One month ago, Goldman made an interesting observation: unlike the first big drop in oil prices in 2015/2016 when junk bonds, mostly those of energy companies, dropped alongside oil and in many cases decline with an even higher beta than energy equities, in 2017, the relationship had flipped, and it was HY Energy was resisting lower crude, even as stocks are sliding far more than the recent drop in oil would suggest. This is what Goldman said:
Spot crude prices have declined by over 12% since their peak on April 11, touching levels last seen prior to the OPEC’s decision to cut production in November. The sell-off has been even more pronounced for longer-dated contracts (on a beta-adjusted basis), reflecting increasing concerns over future balances in 2018 and beyond. In the HY market, the Energy sector has again outperformed its beta to crude over the past few weeks, a pattern that is reminiscent of previous oil sell-off episodes in the second half of 2016 and early 2017 (Exhibit 3).

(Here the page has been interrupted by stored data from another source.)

mod common;

use axum::{
    body::Body,
    http::{Request, StatusCode, header},
};
use http_body_util::BodyExt;
use hub_server::build_router;
use products_directory::{Branch, Department, NewTeammate, OnboardingStatus};
use serde_json::{Value, json};
use tower::ServiceExt;

async fn body_text(response: axum::response::Response) -> String {
    let bytes = response.into_body().collect().await.unwrap().to_bytes();
    String::from_utf8(bytes.to_vec()).unwrap()
}

fn new_teammate(first: &str, last: &str, department: Department) -> NewTeammate {
    NewTeammate {
        first_name: first.into(),
        last_name: last.into(),
        email: format!("{}@lendingheights.test", first.to_lowercase()),
        phone: None,
        position: "Loan Officer, Senior".into(),
        department,
        branch: Branch::Savannah,
        nmls: None,
        headshot_url: None,
        start_date: None,
        birthday: None,
        onboarding_status: OnboardingStatus::Done,
        linkedin: None,
        calendly: None,
        manager_id: None,
    }
}

#[tokio::test]
async fn health_reports_database_status() {
    let app = common::spawn().await;
    let response = build_router(app.state.clone())
        .oneshot(Request::get("/health").body(Body::empty()).unwrap())
        .await
        .unwrap();
    assert_eq!(response.status(), StatusCode::OK);
    let body: Value = serde_json::from_str(&body_text(response).await).unwrap();
    assert_eq!(body["ok"], true);
    assert_eq!(body["db_ok"], true);
}

#[tokio::test]
async fn export_csv_is_an_attachment() {
    let app = common::spawn().await;
    let directory = &app.state.data.directory;
    directory
        .create(new_teammate("John", "Doe", Department::Sales))
        .await
        .unwrap();
    directory
        .create(new_teammate("Dana", "Whitfield", Department::Leadership))
        .await
        .unwrap();

    let response = build_router(app.state.clone())
        .oneshot(
            Request::get("/directory/export.csv?department=Sales")
                .body(Body::empty())
                .unwrap(),
        )
        .await
        .unwrap();
    assert_eq!(response.status(), StatusCode::OK);
    assert_eq!(
        response.headers()[header::CONTENT_TYPE],
        "text/csv;charset=utf-8"
    );
    let disposition = response.headers()[header::CONTENT_DISPOSITION]
        .to_str()
        .unwrap()
        .to_string();
    let today = chrono::Utc::now().date_naive().format("%Y-%m-%d");
    assert_eq!(disposition, format!("attachment; filename=\"team-{today}.csv\""));
    assert!(disposition.ends_with(".csv\""));

    let body = body_text(response).await;
    let lines: Vec<&str> = body.lines().collect();
    assert_eq!(lines.len(), 2);
    assert!(lines[0].starts_with("Full Name,First Name,Last Name,Position"));
    assert!(lines[1].starts_with("John Doe,John,Doe,\"Loan Officer, Senior\",Sales"));
}

#[tokio::test]
async fn export_rejects_unknown_labels() {
    let app = common::spawn().await;
    let response = build_router(app.state.clone())
        .oneshot(
            Request::get("/directory/export.csv?branch=Atlantis")
                .body(Body::empty())
                .unwrap(),
        )
        .await
        .unwrap();
    assert_eq!(response.status(), StatusCode::BAD_REQUEST);
}

#[tokio::test]
async fn headshot_upload_replaces_previous_file() {
    let app = common::spawn().await;
    let teammate = app
        .state
        .data
        .directory
        .create(new_teammate("Jane", "Smith", Department::Operations))
        .await
        .unwrap();
    let router = build_router(app.state.clone());

    let upload = |bytes: &'static [u8]| {
        Request::post(format!("/teammates/{}/headshot?filename=me.png", teammate.id))
            .header(header::CONTENT_TYPE, "application/octet-stream")
            .body(Body::from(bytes))
            .unwrap()
    };

    let first = router.clone().oneshot(upload(b"first")).await.unwrap();
    assert_eq!(first.status(), StatusCode::OK);
    let first: Value = serde_json::from_str(&body_text(first).await).unwrap();
    let first_url = first["headshotUrl"].as_str().unwrap().to_string();
    assert!(first_url.starts_with(&format!(
        "http://hub.test/files/teammate-headshots/{}/",
        teammate.id
    )));
    let first_key = first_url.trim_start_matches("http://hub.test/files/");
    assert!(app.scratch.join("files").join(first_key).exists());

    // Keys are millisecond timestamps.
    tokio::time::sleep(std::time::Duration::from_millis(5)).await;

    let second = router.clone().oneshot(upload(b"second")).await.unwrap();
    assert_eq!(second.status(), StatusCode::OK);
    let second: Value = serde_json::from_str(&body_text(second).await).unwrap();
    let second_url = second["headshotUrl"].as_str().unwrap().to_string();
    assert_ne!(second_url, first_url);
    assert!(!app.scratch.join("files").join(first_key).exists());

    let served = router
        .oneshot(
            Request::get(second_url.trim_start_matches("http://hub.test"))
                .body(Body::empty())
                .unwrap(),
        )
        .await
        .unwrap();
    assert_eq!(served.status(), StatusCode::OK);
    assert_eq!(body_text(served).await, "second");

    let profile = app.state.data.directory.get_profile(teammate.id).await.unwrap();
    assert_eq!(profile.teammate.headshot_url.as_deref(), Some(second_url.as_str()));
}

#[tokio::test]
async fn headshot_for_unknown_teammate_is_404() {
    let app = common::spawn().await;
    let response = build_router(app.state.clone())
        .oneshot(
            Request::post(format!("/teammates/{}/headshot?filename=a.png", uuid::Uuid::new_v4()))
                .body(Body::from("x"))
                .unwrap(),
        )
        .await
        .unwrap();
    assert_eq!(response.status(), StatusCode::NOT_FOUND);
}

#[tokio::test]
async fn graphql_endpoint_executes_queries() {
    let app = common::spawn().await;
    let response = build_router(app.state.clone())
        .oneshot(
            Request::post("/graphql")
                .header(header::CONTENT_TYPE, "application/json")
                .body(Body::from(json!({"query": "{ health { ok } version }"}).to_string()))
                .unwrap(),
        )
        .await
        .unwrap();
    assert_eq!(response.status(), StatusCode::OK);
    let body: Value = serde_json::from_str(&body_text(response).await).unwrap();
    assert_eq!(body["data"]["health"]["ok"], true);
}
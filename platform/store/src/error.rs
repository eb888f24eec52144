use thiserror::Error;

use crate::ValidationErrors;

/// Message shown when a backend failure carries no usable text.
pub const FALLBACK_MESSAGE: &str = "An unexpected error occurred";

pub type StoreResult<T> = Result<T, StoreError>;

#[derive(Clone, Debug, Error, PartialEq, Eq)]
pub enum StoreError {
    #[error("record not found")]
    NotFound,
    #[error("{0}")]
    InvalidInput(String),
    /// A stored row violates a closed enumeration or a reference rule.
    #[error("data integrity error: {0}")]
    Integrity(String),
    #[error("{0}")]
    Backend(String),
}

impl StoreError {
    pub fn backend(err: impl std::fmt::Display) -> Self {
        Self::Backend(err.to_string())
    }

    pub fn integrity(message: impl Into<String>) -> Self {
        Self::Integrity(message.into())
    }

    /// Human-readable text for inline error states.
    pub fn message(&self) -> String {
        let text = self.to_string();
        if text.trim().is_empty() {
            FALLBACK_MESSAGE.to_string()
        } else {
            text
        }
    }

    pub fn is_not_found(&self) -> bool {
        matches!(self, Self::NotFound)
    }
}

impl From<ValidationErrors> for StoreError {
    fn from(value: ValidationErrors) -> Self {
        Self::InvalidInput(value.to_string())
    }
}
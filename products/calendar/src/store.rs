use std::sync::Arc;

use async_trait::async_trait;
use chrono::NaiveDate;
use platform_store::StoreResult;
use uuid::Uuid;

use crate::model::{CalendarEvent, NewEvent};

pub const DEFAULT_UPCOMING_LIMIT: u64 = 10;

/// Durable owner of calendar events. Listings are ordered by date, then
/// start time.
#[async_trait]
pub trait EventStore: Send + Sync {
    async fn list_month(&self, month0: u32, year: i32) -> StoreResult<Vec<CalendarEvent>>;

    async fn list_all(&self) -> StoreResult<Vec<CalendarEvent>>;

    /// Events on or after `today`, at most `limit`.
    async fn upcoming(&self, today: NaiveDate, limit: u64) -> StoreResult<Vec<CalendarEvent>>;

    async fn get(&self, id: Uuid) -> StoreResult<CalendarEvent>;

    async fn create(&self, new: NewEvent) -> StoreResult<CalendarEvent>;

    async fn update(&self, id: Uuid, event: NewEvent) -> StoreResult<CalendarEvent>;

    async fn delete(&self, id: Uuid) -> StoreResult<()>;
}

#[async_trait]
impl<T: EventStore + ?Sized> EventStore for Arc<T> {
    async fn list_month(&self, month0: u32, year: i32) -> StoreResult<Vec<CalendarEvent>> {
        (**self).list_month(month0, year).await
    }

    async fn list_all(&self) -> StoreResult<Vec<CalendarEvent>> {
        (**self).list_all().await
    }

    async fn upcoming(&self, today: NaiveDate, limit: u64) -> StoreResult<Vec<CalendarEvent>> {
        (**self).upcoming(today, limit).await
    }

    async fn get(&self, id: Uuid) -> StoreResult<CalendarEvent> {
        (**self).get(id).await
    }

    async fn create(&self, new: NewEvent) -> StoreResult<CalendarEvent> {
        (**self).create(new).await
    }

    async fn update(&self, id: Uuid, event: NewEvent) -> StoreResult<CalendarEvent> {
        (**self).update(id, event).await
    }

    async fn delete(&self, id: Uuid) -> StoreResult<()> {
        (**self).delete(id).await
    }
}
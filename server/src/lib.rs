//! Hub server: HTTP routes, the GraphQL schema, viewer preferences and the
//! helpers behind the `hub` CLI.

pub mod commands;
pub mod config;
pub mod graphql;
pub mod http;
pub mod prefs;

pub use config::AppConfig;
pub use graphql::{GraphqlData, HubSchema, build_schema, schema_sdl};
pub use http::{AppState, ServeConfig, build_router, serve};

This outperformance also contrasts with the sharp underperformance of Energy equities since the beginning of the year (Exhibit 4).
Why have energy junk bonds shown so much more resiliency than
equities in 2017, compared to 2015 and 2016? Again, Goldman believes it has an
answer: "We think the much stronger resilience of Energy credits
both vs. their own recent history and vs. their equities counterparts
reflects three key factors."
Whatever the reason for this surprising "junk" resilience, one bank believes that this skewed relationship is coming to an end.
In a note by BMO's Mark Steele titled ominously "This is the beginning of the end", the Canadian strategist warns that the breakdown of the "energy-laden HY" sector is imminent.
- Twas the breakdown in the relative strength of Energy laden Canadian stocks that foreshadowed the subsequent $10 decline in crude back on March 1st.
- Now it’s the breakdown in the relative strength of Energy laden (17% by weight) High Yield which offers the same, but ultimately much more important signaling (because it’s the higher ups in the capital structure credit market that matters) – Exhibit 2.
- If it were the end, we’d be a buyer, but as it’s the beginning of the end, in our judgement, we are continued sellers – Exhibit 3.
Many have speculated that a breakdown in junk bonds - recently hitting record tight spreads - is just the catalyst that equities have been waiting for to roll over. If BMO is right, and this is indeed the "beginning of the end" for junk, it may not be a bad time to buy some puts. With VIX back under 10, volatility has rarely been cheaper.